One possible workaround is to use local-exec to apply the policy manually, as suggested by t0m on IRC: http://paste.scsys.co.uk/488127
provisioner "local-exec" {
command = "aws elb create-load-balancer-policy --region ${var.region} --profile ${var.account} --load-balancer-name ${aws_elb.extelb.name} --policy-name EnableProxyProtocol --policy-type-name ProxyProtocolPolicyType --policy-attributes AttributeName=ProxyProtocol,AttributeValue=True"
}
provisioner "local-exec" {
command = "aws elb set-load-balancer-policies-for-backend-server --region ${var.region} --profile ${var.account} --load-balancer-name ${aws_elb.extelb.name} --instance-port 80 --policy-names EnableProxyProtocol"
}
provisioner "local-exec" {
command = "aws elb set-load-balancer-policies-for-backend-server --region ${var.region} --profile ${var.account} --load-balancer-name ${aws_elb.extelb.name} --instance-port 443 --policy-names EnableProxyProtocol"
}
See also: https://docs.aws.amazon.com/ElasticLoadBalancing/latest/DeveloperGuide/ssl-config-update.html
Based on that document:
### SSL policies aren't handled natively by TF, so here we go...
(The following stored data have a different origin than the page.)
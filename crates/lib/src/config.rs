//! User configuration.
//!
//! Loaded from `$XDG_CONFIG_HOME/agentkit/config.toml` (or the file named by
//! `AGENTKIT_CONFIG`), then overridden by environment variables. Command-line
//! flags are applied last by the CLI.
//!
//! ```toml
//! repository = "/home/me/agent-components"
//! default_tools = ["claude", "cursor"]
//! ```

use std::fs;
use std::io;
use std::path::{Path, PathBuf};

use serde::{Deserialize, Serialize};
use thiserror::Error;
use tracing::debug;

use crate::consts::APP_NAME;
use crate::tools::Tool;

/// Names an explicit config file.
pub const CONFIG_ENV: &str = "AGENTKIT_CONFIG";

/// Overrides `repository`.
pub const REPOSITORY_ENV: &str = "AGENTKIT_REPOSITORY";

const CONFIG_FILENAME: &str = "config.toml";

#[derive(Debug, Error)]
pub enum ConfigError {
  #[error("failed to read config {}: {source}", path.display())]
  Read { path: PathBuf, source: io::Error },

  #[error("invalid config {}: {source}", path.display())]
  Parse { path: PathBuf, source: toml::de::Error },
}

#[derive(Debug, Clone, PartialEq, Serialize, Deserialize)]
#[serde(default, deny_unknown_fields)]
pub struct Config {
  /// Component repository to scan.
  pub repository: Option<PathBuf>,

  /// Tools to target when a project has no tool marker directory yet.
  pub default_tools: Vec<Tool>,
}

impl Default for Config {
  fn default() -> Self {
    Self {
      repository: None,
      default_tools: vec![Tool::Claude],
    }
  }
}

impl Config {
  /// Load the user configuration with environment overrides applied.
  ///
  /// A missing default config file is an empty config; a missing file named
  /// by `AGENTKIT_CONFIG` is an error.
  pub fn load() -> Result<Self, ConfigError> {
    let mut config = match std::env::var_os(CONFIG_ENV).filter(|v| !v.is_empty()) {
      Some(path) => Self::load_from(Path::new(&path))?,
      None => match config_path() {
        Some(path) if path.exists() => Self::load_from(&path)?,
        _ => Self::default(),
      },
    };

    config.apply_env();
    Ok(config)
  }

  pub fn load_from(path: &Path) -> Result<Self, ConfigError> {
    let content = fs::read_to_string(path).map_err(|e| ConfigError::Read {
      path: path.to_path_buf(),
      source: e,
    })?;
    let config: Config = toml::from_str(&content).map_err(|e| ConfigError::Parse {
      path: path.to_path_buf(),
      source: e,
    })?;

    debug!(path = %path.display(), "loaded config");
    Ok(config)
  }

  fn apply_env(&mut self) {
    if let Some(repository) = std::env::var_os(REPOSITORY_ENV).filter(|v| !v.is_empty()) {
      debug!(repository = ?repository, "repository overridden from environment");
      self.repository = Some(PathBuf::from(repository));
    }
  }
}

/// Returns the directory for configuration files for the application
#[cfg(windows)]
pub fn config_dir() -> Option<PathBuf> {
  std::env::var_os("APPDATA").map(|appdata| PathBuf::from(appdata).join(APP_NAME))
}

/// Returns the directory for configuration files for the application
#[cfg(not(windows))]
pub fn config_dir() -> Option<PathBuf> {
  let config_home = std::env::var_os("XDG_CONFIG_HOME")
    .filter(|v| !v.is_empty())
    .map(PathBuf::from)
    .or_else(|| std::env::var_os("HOME").map(|home| PathBuf::from(home).join(".config")))?;
  Some(config_home.join(APP_NAME))
}

/// Default config file location.
pub fn config_path() -> Option<PathBuf> {
  config_dir().map(|dir| dir.join(CONFIG_FILENAME))
}
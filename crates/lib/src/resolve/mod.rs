//! Dependency closure over the catalog.
//!
//! Only skills declare dependencies (on agents, MCP servers and other skills).
//! The closure of a selection is every descriptor reachable from it; orphans
//! are former dependencies nothing selected needs anymore.
//!
//! Dependency cycles are legal. Traversal keeps a discovered set, so a cycle
//! simply ends the walk along that path.

use std::collections::{BTreeSet, HashMap};

use petgraph::algo::tarjan_scc;
use petgraph::graph::{DiGraph, NodeIndex};
use petgraph::visit::Dfs;
use tracing::{debug, warn};

use crate::component::{Catalog, Category, ComponentId};

/// Graph of declared dependencies, one node per catalog descriptor.
///
/// Edges point from a skill to what it requires. References to descriptors
/// missing from the catalog are dropped with a warning.
pub struct DependencyGraph {
  graph: DiGraph<ComponentId, ()>,
  nodes: HashMap<ComponentId, NodeIndex>,
}

impl DependencyGraph {
  pub fn from_catalog(catalog: &Catalog) -> Self {
    let mut graph = DiGraph::new();
    let mut nodes = HashMap::new();

    for descriptor in catalog.iter() {
      let idx = graph.add_node(descriptor.id.clone());
      nodes.insert(descriptor.id.clone(), idx);
    }

    for descriptor in catalog.by_category(Category::Skill) {
      let from = nodes[&descriptor.id];
      for dependency in &descriptor.dependencies {
        match nodes.get(dependency) {
          Some(&to) => {
            graph.add_edge(from, to, ());
          }
          None => {
            warn!(skill = %descriptor.id, dependency = %dependency, "dependency not found in catalog, ignoring");
          }
        }
      }
    }

    Self { graph, nodes }
  }

  /// Every descriptor reachable from `seeds`, seeds included.
  ///
  /// Seeds absent from the catalog are skipped.
  pub fn closure<'a>(&self, seeds: impl IntoIterator<Item = &'a ComponentId>) -> BTreeSet<ComponentId> {
    let mut dfs = Dfs::empty(&self.graph);
    let mut reached = BTreeSet::new();

    for seed in seeds {
      let Some(&start) = self.nodes.get(seed) else {
        debug!(id = %seed, "selected descriptor not in catalog");
        continue;
      };
      dfs.move_to(start);
      while let Some(idx) = dfs.next(&self.graph) {
        reached.insert(self.graph[idx].clone());
      }
    }

    reached
  }

  /// Groups of descriptors that depend on each other in a cycle.
  pub fn find_cycles(&self) -> Vec<Vec<ComponentId>> {
    tarjan_scc(&self.graph)
      .into_iter()
      .filter(|scc| scc.len() > 1 || self.graph.contains_edge(scc[0], scc[0]))
      .map(|scc| {
        let mut ids: Vec<ComponentId> = scc.into_iter().map(|idx| self.graph[idx].clone()).collect();
        ids.sort();
        ids
      })
      .collect()
  }
}

/// Expand a direct selection to its dependency closure.
pub fn expand_selection(selected: &BTreeSet<ComponentId>, catalog: &Catalog) -> BTreeSet<ComponentId> {
  let graph = DependencyGraph::from_catalog(catalog);
  for cycle in graph.find_cycles() {
    let members: Vec<String> = cycle.iter().map(ToString::to_string).collect();
    debug!(members = %members.join(", "), "dependency cycle");
  }

  let expanded = graph.closure(selected);
  debug!(selected = selected.len(), expanded = expanded.len(), "expanded selection");
  expanded
}

/// Former dependencies that the new selection no longer reaches.
///
/// A member of `previous_expanded` is an orphan when it is not in
/// `new_expanded` and was not itself in `previous_direct`.
pub fn compute_orphans(
  previous_expanded: &BTreeSet<ComponentId>,
  new_expanded: &BTreeSet<ComponentId>,
  previous_direct: &BTreeSet<ComponentId>,
) -> BTreeSet<ComponentId> {
  previous_expanded
    .iter()
    .filter(|id| !new_expanded.contains(*id) && !previous_direct.contains(*id))
    .cloned()
    .collect()
}
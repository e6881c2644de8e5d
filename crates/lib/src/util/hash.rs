//! Content fingerprints for drift detection.
//!
//! This module provides:
//! - `ContentHash`: a full 64-character SHA-256 hex digest
//! - `fingerprint()`: digest of a descriptor payload, or `None` if its source is gone
//! - `hash_directory()`: deterministic directory hashing
//! - `hash_file()`: single file hashing
//! - `hash_json()`: hashing of a JSON value independent of key order

use std::fs;
use std::io::Read;
use std::path::Path;

use serde::{Deserialize, Serialize};
use serde_json::{Map, Value};
use sha2::{Digest, Sha256};
use tracing::debug;
use walkdir::WalkDir;

use crate::component::Payload;

/// A full 64-character SHA-256 hash of some content.
///
/// # Format
///
/// The hash is a lowercase hexadecimal string (64 characters).
#[derive(Debug, Clone, PartialEq, Eq, Hash, Serialize, Deserialize)]
#[serde(transparent)]
pub struct ContentHash(pub String);

impl std::fmt::Display for ContentHash {
  fn fmt(&self, f: &mut std::fmt::Formatter<'_>) -> std::fmt::Result {
    write!(f, "{}", self.0)
  }
}

/// Error during file or directory hashing.
#[derive(Debug, thiserror::Error)]
pub enum DirHashError {
  #[error("failed to walk directory: {message}")]
  WalkDir { message: String },

  #[error("failed to read file {path}: {message}")]
  ReadFile { path: String, message: String },

  #[error("failed to read symlink {path}: {message}")]
  ReadSymlink { path: String, message: String },

  #[error("failed to serialize value: {0}")]
  Serialize(#[from] serde_json::Error),
}

/// Fingerprint a descriptor payload.
///
/// File payloads hash the file bytes (or the directory tree); JSON payloads
/// hash a key-sorted serialization. Returns `None` when the source cannot be
/// read, which callers treat as "changed".
pub fn fingerprint(payload: &Payload) -> Option<ContentHash> {
  let result = match payload {
    Payload::File { source } => return fingerprint_path(source),
    Payload::Hook(config) => serde_json::to_value(config.normalized())
      .map(|value| hash_json(&value))
      .map_err(DirHashError::from),
    Payload::McpServer(spec) => Ok(hash_json(spec)),
  };

  match result {
    Ok(hash) => Some(hash),
    Err(e) => {
      debug!(error = %e, "payload could not be fingerprinted");
      None
    }
  }
}

/// Fingerprint a file or directory on disk, `None` if it is missing or unreadable.
pub fn fingerprint_path(path: &Path) -> Option<ContentHash> {
  let metadata = fs::metadata(path).ok()?;
  let result = if metadata.is_dir() {
    hash_directory(path)
  } else {
    hash_file(path)
  };

  match result {
    Ok(hash) => Some(hash),
    Err(e) => {
      debug!(path = %path.display(), error = %e, "path could not be fingerprinted");
      None
    }
  }
}

/// Compute a deterministic hash of a directory's contents.
///
/// The hash includes:
/// - File contents (not metadata like timestamps or permissions)
/// - Directory structure
/// - Symlink targets
///
/// Entries are sorted by path for determinism.
pub fn hash_directory(path: &Path) -> Result<ContentHash, DirHashError> {
  let mut entries: Vec<(String, String)> = Vec::new();

  for entry in WalkDir::new(path).sort_by_file_name() {
    let entry = entry.map_err(|e| DirHashError::WalkDir { message: e.to_string() })?;
    let entry_path = entry.path();

    // Use forward slashes so the hash does not depend on the platform
    let rel_path = entry_path
      .strip_prefix(path)
      .unwrap_or(entry_path)
      .to_string_lossy()
      .replace('\\', "/");

    // Skip the root directory itself
    if rel_path.is_empty() {
      continue;
    }

    let file_type = entry.file_type();
    let entry_hash = if file_type.is_file() {
      let content_hash = hash_file(entry_path)?;
      format!("F:{}:{}", rel_path, content_hash.0)
    } else if file_type.is_dir() {
      format!("D:{}", rel_path)
    } else if file_type.is_symlink() {
      let target = fs::read_link(entry_path).map_err(|e| DirHashError::ReadSymlink {
        path: entry_path.display().to_string(),
        message: e.to_string(),
      })?;
      let target_hash = hash_bytes(target.to_string_lossy().as_bytes());
      format!("L:{}:{}", rel_path, target_hash.0)
    } else {
      // Skip special files (sockets, devices, etc.)
      continue;
    };

    entries.push((rel_path, entry_hash));
  }

  entries.sort_by(|a, b| a.0.cmp(&b.0));

  let mut hasher = Sha256::new();
  for (_, entry_hash) in entries {
    hasher.update(entry_hash.as_bytes());
    hasher.update(b"\n");
  }

  Ok(ContentHash(format!("{:x}", hasher.finalize())))
}

/// Hash a file's contents.
pub fn hash_file(path: &Path) -> Result<ContentHash, DirHashError> {
  let mut file = fs::File::open(path).map_err(|e| DirHashError::ReadFile {
    path: path.display().to_string(),
    message: e.to_string(),
  })?;

  let mut hasher = Sha256::new();
  let mut buffer = [0u8; 8192];

  loop {
    let bytes_read = file.read(&mut buffer).map_err(|e| DirHashError::ReadFile {
      path: path.display().to_string(),
      message: e.to_string(),
    })?;
    if bytes_read == 0 {
      break;
    }
    hasher.update(&buffer[..bytes_read]);
  }

  Ok(ContentHash(format!("{:x}", hasher.finalize())))
}

/// Hash arbitrary bytes.
pub fn hash_bytes(data: &[u8]) -> ContentHash {
  let mut hasher = Sha256::new();
  hasher.update(data);
  ContentHash(format!("{:x}", hasher.finalize()))
}

/// Hash a JSON value so that objects differing only in key order hash equally.
pub fn hash_json(value: &Value) -> ContentHash {
  hash_bytes(canonicalize(value).to_string().as_bytes())
}

/// Rebuild `value` with object keys inserted in sorted order.
fn canonicalize(value: &Value) -> Value {
  match value {
    Value::Object(map) => {
      let mut keys: Vec<&String> = map.keys().collect();
      keys.sort();
      let sorted: Map<String, Value> = keys
        .into_iter()
        .map(|key| (key.clone(), canonicalize(&map[key])))
        .collect();
      Value::Object(sorted)
    }
    Value::Array(items) => Value::Array(items.iter().map(canonicalize).collect()),
    other => other.clone(),
  }
}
provisioner "local-exec" {
command = "aws elb create-load-balancer-policy --region ${var.region} --load-balancer-name ${aws_elb.elb-collector-oldssl.name} --policy-name oldssl --policy-type-name SSLNegotiationPolicyType --policy-attributes AttributeName=Reference-Security-Policy,AttributeValue=ELBSecurityPolicy-2011-08"
}
provisioner "local-exec" {
command = "aws elb set-load-balancer-policies-of-listener --region ${var.region} --load-balancer-name ${aws_elb.elb-collector-oldssl.name} --load-balancer-port 443 --policy-names oldssl"
}
Using cipherscan to check the endpoints; first the extant (modern) endpoint:
prio ciphersuite protocols pfs curves
1 ECDHE-RSA-AES128-GCM-SHA256 TLSv1.2 ECDH,P-256,256bits prime256v1
2 ECDHE-RSA-AES128-SHA256 TLSv1.2 ECDH,P-256,256bits prime256v1
3 ECDHE-RSA-AES128-SHA TLSv1,TLSv1.1,TLSv1.2 ECDH,P-256,256bits prime256v1
4 ECDHE-RSA-AES256-GCM-SHA384 TLSv1.2 ECDH,P-256,256bits prime256v1
5 ECDHE-RSA-AES256-SHA384 TLSv1.2 ECDH,P-256,256bits prime256v1
6 ECDHE-RSA-AES256-SHA TLSv1,TLSv1.1,TLSv1.2 ECDH,P-256,256bits prime256v1
7 AES128-GCM-SHA256 TLSv1.2 None None
8 AES128-SHA256 TLSv1.2 None None
9 AES128-SHA TLSv1,TLSv1.1,TLSv1.2 None None
10 AES256-GCM-SHA384 TLSv1.2 None None
11 AES256-SHA256 TLSv1.2 None None
12 AES256-SHA TLSv1,TLSv1.1,TLSv1.2 None None
13 DES-CBC3-SHA TLSv1,TLSv1.1,TLSv1.2 None None
Certificate: trusted, 2048 bit, sha256WithRSAEncryption signature
TLS ticket lifetime hint: 300
OCSP stapling: not supported
Cipher ordering: server
Now the endpoint that's set set to use the ancient, crufty SSL policy (from above):
prio ciphersuite protocols pfs
1 DHE-RSA-AES256-SHA SSLv3,TLSv1 DH,1024bits None
2 DHE-RSA-CAMELLIA256-SHA SSLv3,TLSv1 DH,1024bits None
3 AES256-SHA SSLv3,TLSv1 None None
4 CAMELLIA256-SHA SSLv3,TLSv1 None None
5 DHE-RSA-AES128-SHA SSLv3,TLSv1 DH,1024bits None
6 DHE-RSA-CAMELLIA128-SHA SSLv3,TLSv1 DH,1024bits None
7 AES128-SHA SSLv3,TLSv1 None None
8 CAMELLIA128-SHA SSLv3,TLSv1 None None
9 RC4-SHA SSLv3,TLSv1 None None
10 EDH-RSA-DES-CBC3-SHA SSLv3,TLSv1 DH,1024bits None
11 DES-CBC3-SHA SSLv3,TLSv1 None None
Certificate: trusted, 2048 bit, sha256WithRSAEncryption signature
TLS ticket lifetime hint: 300
OCSP stapling: not supported
Cipher ordering: client
So far so good, but it's possible (likely?) that a new cert will need to be generated that uses SHA1 instead of SHA256.